Have a Nice Day is an entirely different animated film. These adult-themed animated films that are put on a pedestal typically come from a purely artistic angle -- they may blend narrative and documentary forms, focus the efforts on the artistic style over a kid-friendly story [or any story at all], or contemplate heavy philosophical questions. I don’t mean to say Have a Nice Day isn’t artistically inclined, it’s just cruder. It is darkly funny and very violent.

I doubt Have a Nice Day will have any shot at an Oscar a year from now -- I don’t even know if it will be eligible with festival releases throughout 2017. I hope, though, that it will sought out. If people see Have a Nice Day, it will likely be remembered.

It is definitely an unusual film, one that works better than the sum of its parts. It doesn't break any ground in terms of its style or plot, but the blending of the two makes for something unique.

What it's about: A dopey dude steals a million yuan [roughly 158 thousand American dollars] from a mob leader with the plan to take his girlfriend to South Korea for plastic surgery. The theft puts a number of colorful and dangerous characters on his trail, including a crazy cousin and a hitman called “Master Skinny.” This rat race makes for violent confrontations as the money passes through their hands.

Unorganized thoughts:

  • Have a Nice Day is definitely a Miramax 90s indie era title to match its Miramax 90s indie plot.

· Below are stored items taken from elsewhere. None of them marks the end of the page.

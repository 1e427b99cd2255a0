//! Code500 data records: up to 50 consecutive states per 2800-byte block.
//!
//! | offset | width | field                                           |
//! |--------|-------|-------------------------------------------------|
//! | 0      | 8     | date of first point `YYYMMDD`                   |
//! | 8      | 8     | day of year of first point                      |
//! | 16     | 8     | seconds of day of first point                   |
//! | 24     | 8     | interval between points, seconds                |
//! | 32     | 48    | first state (DUL, DUL/DUT)                      |
//! | 80     | 2352  | states 2 to 50                                  |
//! | 2432   | 8     | thrust indicator (1 thrust, 2 free flight)      |
//! | 2440   | 8     | time of first point, DUT                        |
//! | 2448   | 8     | interval between points, DUT                    |
//! | 2456   | 344   | spares                                          |
//!
//! Unused state slots are filled with [`SENTINEL`]. A record whose first ten doubles are all
//! sentinels marks the end of the data.
use crate::{
    code500::{
        byte_order::{read_f64, read_f64_array, write_f64, write_f64_array, FileByteOrder},
        units::{dut_to_a1_mjd, state_from_internal},
        RECORD_SIZE,
    },
    constants::MJD,
    timecore_errors::TimeCoreError,
};

/// Number of states in a full data record.
pub const NUM_STATES_PER_RECORD: usize = 50;

/// Filler value of unused slots.
pub const SENTINEL: f64 = 9.99999999999999e15;

const SENTINEL_TOLERANCE: f64 = 1.0e-10;
const ZERO_TOLERANCE: f64 = 1.0e-12;

const OFF_DATE: usize = 0;
const OFF_DAY_OF_YEAR: usize = 8;
const OFF_SECONDS_OF_DAY: usize = 16;
const OFF_INTERVAL_SEC: usize = 24;
const OFF_FIRST_STATE: usize = 32;
const OFF_OTHER_STATES: usize = 80;
const OFF_THRUST: usize = 2432;
const OFF_FIRST_POINT_DUT: usize = 2440;
const OFF_INTERVAL_DUT: usize = 2448;

/// Thrust indicator written for free-flight arcs.
pub const FREE_FLIGHT: f64 = 2.0;

fn slot_offset(slot: usize) -> usize {
    if slot == 0 {
        OFF_FIRST_STATE
    } else {
        OFF_OTHER_STATES + (slot - 1) * 48
    }
}

/// A slot ends the record when more than five of its components are sentinels, or more than
/// five are zero.
fn is_end_slot(state: &[f64]) -> bool {
    let sentinels = state
        .iter()
        .filter(|v| (**v - SENTINEL).abs() < SENTINEL_TOLERANCE)
        .count();
    let zeros = state.iter().filter(|v| v.abs() < ZERO_TOLERANCE).count();
    sentinels > 5 || zeros > 5
}

/// One decoded data record. States are kept in internal units.
#[derive(Debug, Clone, PartialEq)]
pub struct Code500DataRecord {
    pub date_yyymmdd: f64,
    pub day_of_year: f64,
    pub seconds_of_day: f64,
    pub interval_secs: f64,
    /// Valid states only, in DUL and DUL/DUT.
    pub states: Vec<[f64; 6]>,
    pub thrust_indicator: f64,
    pub time_of_first_point_dut: f64,
    pub interval_dut: f64,
}

impl Code500DataRecord {
    /// Decode a data record.
    ///
    /// Arguments
    /// -----------------
    /// * `bytes`: The raw record.
    /// * `order`: Byte order of the file.
    /// * `record_number`: One-based record number in the file, used in error messages.
    ///
    /// Return
    /// ----------
    /// * `Ok(None)` for an end-of-data record (first ten doubles are sentinels),
    ///   `Ok(Some(record))` otherwise, or [`TimeCoreError::TruncatedRecord`].
    pub fn parse(
        bytes: &[u8],
        order: FileByteOrder,
        record_number: usize,
    ) -> Result<Option<Self>, TimeCoreError> {
        if bytes.len() < RECORD_SIZE {
            return Err(TimeCoreError::TruncatedRecord {
                record: record_number,
                expected: RECORD_SIZE,
                actual: bytes.len(),
            });
        }

        let leading = read_f64_array(bytes, OFF_DATE, 10, order)?;
        if leading
            .iter()
            .all(|v| (*v - SENTINEL).abs() < SENTINEL_TOLERANCE)
        {
            return Ok(None);
        }

        let mut states = Vec::with_capacity(NUM_STATES_PER_RECORD);
        for slot in 0..NUM_STATES_PER_RECORD {
            let values = read_f64_array(bytes, slot_offset(slot), 6, order)?;
            if is_end_slot(&values) {
                break;
            }
            let mut state = [0.0; 6];
            state.copy_from_slice(&values);
            states.push(state);
        }

        Ok(Some(Code500DataRecord {
            date_yyymmdd: leading[0],
            day_of_year: leading[1],
            seconds_of_day: leading[2],
            interval_secs: leading[3],
            states,
            thrust_indicator: read_f64(bytes, OFF_THRUST, order)?,
            time_of_first_point_dut: read_f64(bytes, OFF_FIRST_POINT_DUT, order)?,
            interval_dut: read_f64(bytes, OFF_INTERVAL_DUT, order)?,
        }))
    }

    /// Encode the record; slots past the stored states are filled with [`SENTINEL`].
    pub fn pack(&self, order: FileByteOrder) -> Vec<u8> {
        let mut buf = vec![b' '; RECORD_SIZE];
        write_f64_array(
            &mut buf,
            OFF_DATE,
            &[
                self.date_yyymmdd,
                self.day_of_year,
                self.seconds_of_day,
                self.interval_secs,
            ],
            order,
        );
        for slot in 0..NUM_STATES_PER_RECORD {
            let state = self.states.get(slot).copied().unwrap_or([SENTINEL; 6]);
            write_f64_array(&mut buf, slot_offset(slot), &state, order);
        }
        write_f64(&mut buf, OFF_THRUST, self.thrust_indicator, order);
        write_f64(&mut buf, OFF_FIRST_POINT_DUT, self.time_of_first_point_dut, order);
        write_f64(&mut buf, OFF_INTERVAL_DUT, self.interval_dut, order);
        buf
    }

    /// A record marking the end of the data: every state slot and the four leading date fields
    /// hold sentinels.
    pub fn end_of_data(order: FileByteOrder) -> Vec<u8> {
        Code500DataRecord {
            date_yyymmdd: SENTINEL,
            day_of_year: SENTINEL,
            seconds_of_day: SENTINEL,
            interval_secs: SENTINEL,
            states: Vec::new(),
            thrust_indicator: FREE_FLIGHT,
            time_of_first_point_dut: SENTINEL,
            interval_dut: SENTINEL,
        }
        .pack(order)
    }

    /// A1 modified julian date of the state in `slot`, from the DUT fields.
    pub fn epoch_of(&self, slot: usize, ref_a1_mjd: MJD) -> MJD {
        dut_to_a1_mjd(
            self.time_of_first_point_dut + slot as f64 * self.interval_dut,
            ref_a1_mjd,
        )
    }

    /// States converted to km and km/s.
    pub fn states_km(&self) -> Vec<[f64; 6]> {
        self.states.iter().map(|s| state_from_internal(s)).collect()
    }
}
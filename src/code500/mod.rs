//! # Code500 binary ephemeris files
//!
//! A Code500 file is a sequence of fixed 2800-byte records:
//!
//! ```text
//! record 1   header 1   (identification, time span, element set at epoch)
//! record 2   header 2   (harmonics text, blank)
//! record 3.. data       (50 states each, sentinel filled when partial)
//! ```
//!
//! Numeric fields are IEEE doubles (plus two 4-byte integers in header 1) in the byte order
//! of the producing machine. The tape id and source id fields of header 1 are EBCDIC text.
//! States are stored in internal units (DUL, DUL/DUT), epochs as DUT elapsed since
//! 18 Sep 1957 00:00 A1.
//!
//! ## Structure
//!
//! ```text
//! code500
//! ├── byte_order   FileByteOrder, swaps, fixed-offset field access (nom)
//! ├── ebcdic       ASCII ↔ EBCDIC tables
//! ├── units        DUL/DUT scale factors
//! ├── header       Code500Header1 / Code500Header2, CentralBody, CoordSystemIndicator
//! ├── data_record  Code500DataRecord
//! └── file         Code500EphemerisFile read and write sessions
//! ```
pub mod byte_order;
pub mod data_record;
pub mod ebcdic;
pub mod file;
pub mod header;
pub mod units;

/// Size in bytes of every Code500 record.
pub const RECORD_SIZE: usize = 2800;

pub use byte_order::FileByteOrder;
pub use file::{
    BadRecordPolicy, Code500EphemerisFile, Code500WriteOptions, InitialAndFinalStates,
    SessionState,
};
pub use header::{CentralBody, CoordSystemIndicator};
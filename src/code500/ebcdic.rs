//! ASCII ↔ EBCDIC translation for the two character fields of the Code500 header.
//!
//! Both directions are plain 256-entry lookups. Characters outside the printable ASCII range
//! have no exact counterpart and map to a blank or to an approximate glyph.

/// ASCII byte → EBCDIC byte.
static ASCII_TO_EBCDIC: [u8; 256] = [
    0x40, 0x40, 0x40, 0x40, 0x40, 0x40, 0x40, 0x40,
    0x40, 0x40, 0x40, 0x40, 0x40, 0x40, 0x40, 0x40,
    0x40, 0x40, 0x40, 0x40, 0x40, 0x40, 0x40, 0x40,
    0x40, 0x40, 0x40, 0x40, 0x40, 0x40, 0x40, 0x40,
    0x40, 0x4F, 0x7F, 0x7B, 0x5B, 0x6C, 0x50, 0x7D,
    0x4D, 0x5D, 0x5C, 0x4E, 0x6B, 0x60, 0x4B, 0x61,
    0xF0, 0xF1, 0xF2, 0xF3, 0xF4, 0xF5, 0xF6, 0xF7,
    0xF8, 0xF9, 0x7A, 0x5E, 0x4C, 0x7E, 0x6E, 0x6F,
    0x7C, 0xC1, 0xC2, 0xC3, 0xC4, 0xC5, 0xC6, 0xC7,
    0xC8, 0xC9, 0xD1, 0xD2, 0xD3, 0xD4, 0xD5, 0xD6,
    0xD7, 0xD8, 0xD9, 0xE2, 0xE3, 0xE4, 0xE5, 0xE6,
    0xE7, 0xE8, 0xE9, 0x4A, 0xE0, 0x5A, 0x5F, 0x6D,
    0x79, 0x81, 0x82, 0x83, 0x84, 0x85, 0x86, 0x87,
    0x88, 0x89, 0x91, 0x92, 0x93, 0x94, 0x95, 0x96,
    0x97, 0x98, 0x99, 0xA2, 0xA3, 0xA4, 0xA5, 0xA6,
    0xA7, 0xA8, 0xA9, 0xC0, 0x6A, 0xD0, 0xA1, 0x40,
    0xB9, 0xBA, 0xED, 0xBF, 0xBC, 0xBD, 0xEC, 0xFA,
    0xCB, 0xCC, 0xCD, 0xCE, 0xCF, 0xDA, 0xDB, 0xDC,
    0xDE, 0xDF, 0xEA, 0xEB, 0xBE, 0xCA, 0xBB, 0xFE,
    0xFB, 0xFD, 0x7D, 0xEF, 0xEE, 0xFC, 0xB8, 0xDD,
    0x77, 0x78, 0xAF, 0x8D, 0x8A, 0x8B, 0xAE, 0xB2,
    0x8F, 0x90, 0x9A, 0x9B, 0x9C, 0x9D, 0x9E, 0x9F,
    0x40, 0x40, 0x40, 0x40, 0x40, 0x40, 0x40, 0x40,
    0x40, 0x40, 0x40, 0x40, 0x40, 0x40, 0x40, 0x40,
    0x40, 0x40, 0x40, 0x40, 0x40, 0x40, 0x40, 0x40,
    0x40, 0x40, 0x40, 0x40, 0x40, 0x40, 0x40, 0x40,
    0x40, 0x40, 0x40, 0x40, 0x40, 0x40, 0x40, 0x40,
    0x40, 0x40, 0x40, 0x40, 0x40, 0x40, 0x40, 0x40,
    0xAA, 0xAB, 0xAC, 0xAD, 0x8C, 0x8E, 0x80, 0xB6,
    0xB3, 0xB5, 0xB7, 0xB1, 0xB0, 0xB4, 0x76, 0xA0,
    0x40, 0x40, 0x40, 0x40, 0x40, 0x40, 0x40, 0x40,
    0x40, 0x40, 0x40, 0x40, 0x40, 0x40, 0x40, 0x40,
];

/// EBCDIC byte → ASCII byte.
static EBCDIC_TO_ASCII: [u8; 256] = [
    0x20, 0x20, 0x20, 0x20, 0x20, 0x20, 0x20, 0x20,
    0x20, 0x20, 0x20, 0x20, 0x20, 0x20, 0x20, 0x20,
    0x20, 0x20, 0x20, 0x20, 0x20, 0x20, 0x20, 0x20,
    0x20, 0x20, 0x20, 0x20, 0x20, 0x20, 0x20, 0x20,
    0x20, 0x20, 0x20, 0x20, 0x20, 0x20, 0x20, 0x20,
    0x20, 0x20, 0x20, 0x20, 0x20, 0x20, 0x20, 0x20,
    0x20, 0x20, 0x20, 0x20, 0x20, 0x20, 0x20, 0x20,
    0x20, 0x20, 0x20, 0x20, 0x20, 0x20, 0x20, 0x20,
    0x20, 0x20, 0x20, 0x20, 0x20, 0x20, 0x20, 0x20,
    0x20, 0x20, 0x5B, 0x2E, 0x3C, 0x28, 0x2B, 0x21,
    0x26, 0x20, 0x20, 0x20, 0x20, 0x20, 0x20, 0x20,
    0x20, 0x20, 0x5D, 0x24, 0x2A, 0x29, 0x3B, 0x5E,
    0x2D, 0x2F, 0x20, 0x20, 0x20, 0x20, 0x20, 0x20,
    0x20, 0x20, 0x7C, 0x2C, 0x25, 0x5F, 0x3E, 0x3F,
    0x20, 0x20, 0x20, 0x20, 0x20, 0x20, 0xEE, 0xA0,
    0xA1, 0x60, 0x3A, 0x23, 0x40, 0x27, 0x3D, 0x22,
    0xE6, 0x61, 0x62, 0x63, 0x64, 0x65, 0x66, 0x67,
    0x68, 0x69, 0xA4, 0xA5, 0xE4, 0xA3, 0xE5, 0xA8,
    0xA9, 0x6A, 0x6B, 0x6C, 0x6D, 0x6E, 0x6F, 0x70,
    0x71, 0x72, 0xAA, 0xAB, 0xAC, 0xAD, 0xAE, 0xAF,
    0xEF, 0x7E, 0x73, 0x74, 0x75, 0x76, 0x77, 0x78,
    0x79, 0x7A, 0xE0, 0xE1, 0xE2, 0xE3, 0xA6, 0xA2,
    0xEC, 0xEB, 0xA7, 0xE8, 0xED, 0xE9, 0xE7, 0xEA,
    0x9E, 0x80, 0x81, 0x96, 0x84, 0x85, 0x94, 0x83,
    0x7B, 0x41, 0x42, 0x43, 0x44, 0x45, 0x46, 0x47,
    0x48, 0x49, 0x95, 0x88, 0x89, 0x8A, 0x8B, 0x8C,
    0x7D, 0x4A, 0x4B, 0x4C, 0x4D, 0x4E, 0x4F, 0x50,
    0x51, 0x52, 0x8D, 0x8E, 0x8F, 0x9F, 0x90, 0x91,
    0x5C, 0x20, 0x53, 0x54, 0x55, 0x56, 0x57, 0x58,
    0x59, 0x5A, 0x92, 0x93, 0x86, 0x82, 0x9C, 0x9B,
    0x30, 0x31, 0x32, 0x33, 0x34, 0x35, 0x36, 0x37,
    0x38, 0x39, 0x87, 0x98, 0x9D, 0x99, 0x97, 0x20,
];

pub fn ascii_to_ebcdic_byte(ascii: u8) -> u8 {
    ASCII_TO_EBCDIC[ascii as usize]
}

pub fn ebcdic_to_ascii_byte(ebcdic: u8) -> u8 {
    EBCDIC_TO_ASCII[ebcdic as usize]
}

/// Encode text into a fixed-width EBCDIC field, blank padded or truncated to `width`.
pub fn ascii_to_ebcdic(text: &str, width: usize) -> Vec<u8> {
    let mut out: Vec<u8> = text.bytes().take(width).map(ascii_to_ebcdic_byte).collect();
    out.resize(width, ascii_to_ebcdic_byte(b' '));
    out
}

/// Decode an EBCDIC field to ASCII text, keeping trailing blanks.
pub fn ebcdic_to_ascii(bytes: &[u8]) -> String {
    bytes
        .iter()
        .map(|b| ebcdic_to_ascii_byte(*b) as char)
        .collect()
}

#[cfg(test)]
mod test_ebcdic {
    use super::*;

    #[test]
    fn test_printable_round_trip() {
        for c in 0x20u8..0x7F {
            assert_eq!(ebcdic_to_ascii_byte(ascii_to_ebcdic_byte(c)), c, "char {}", c as char);
        }
    }

    #[test]
    fn test_known_codes() {
        assert_eq!(ascii_to_ebcdic_byte(b' '), 0x40);
        assert_eq!(ascii_to_ebcdic_byte(b'A'), 0xC1);
        assert_eq!(ascii_to_ebcdic_byte(b'0'), 0xF0);
        assert_eq!(ebcdic_to_ascii_byte(0x81), b'a');
    }

    #[test]
    fn test_field_padding() {
        let field = ascii_to_ebcdic("TAPE1", 8);
        assert_eq!(field.len(), 8);
        assert_eq!(&field[5..], &[0x40, 0x40, 0x40]);
        assert_eq!(ebcdic_to_ascii(&field), "TAPE1   ");

        let field = ascii_to_ebcdic("0123456789", 8);
        assert_eq!(ebcdic_to_ascii(&field), "01234567");
    }
}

  • Not a lot of films come to the U.S. from mainland China and the ones that do are usually martial arts or some other kind of epic. Seeing a small-set animated film is really pretty cool. Tonally, it is most like the dark social dramas of Jia Zhangke, though with more overt violence.

  • The animation style reminds me of the Liquid Television Asian influenced style of the early 90s, though perhaps a little less intense. It is has a simple, hand-drawn aesthetic that isn’t flashy, but effectively detailed. There is never a lot of movement on screen, which keeps the look clean.

  • One question I always ask myself when seeing an animated film, especially an animated film targeted at adults, is if the animation is necessary. Certainly Have a Nice Day could be made easily as a live-action film. Aside from a few weird tech touches, the film deliberately stays away from the fantastical. Its form does something to streamline. It somehow simplifies the style and story. If it were to be remade, the compulsion to make it a crazy violent gangster film would take it over-the-top. The choice to animate is an unconventional one.

  • There are a number of background markers of modern culture that I found interesting. The most noticeable examples were a Chinese version of a Fast and Furious poster [I think it was for the 4th installment] and a snippet of Trump’s presidential acceptance speech where he thanked Clinton for a hard fought campaign. These touches may not mean much explicitly to the plot, but it adds a strange contemporaneousness that you don’t normally get with an animated film. Given that these are both uniquely American touchstones, too, adds something.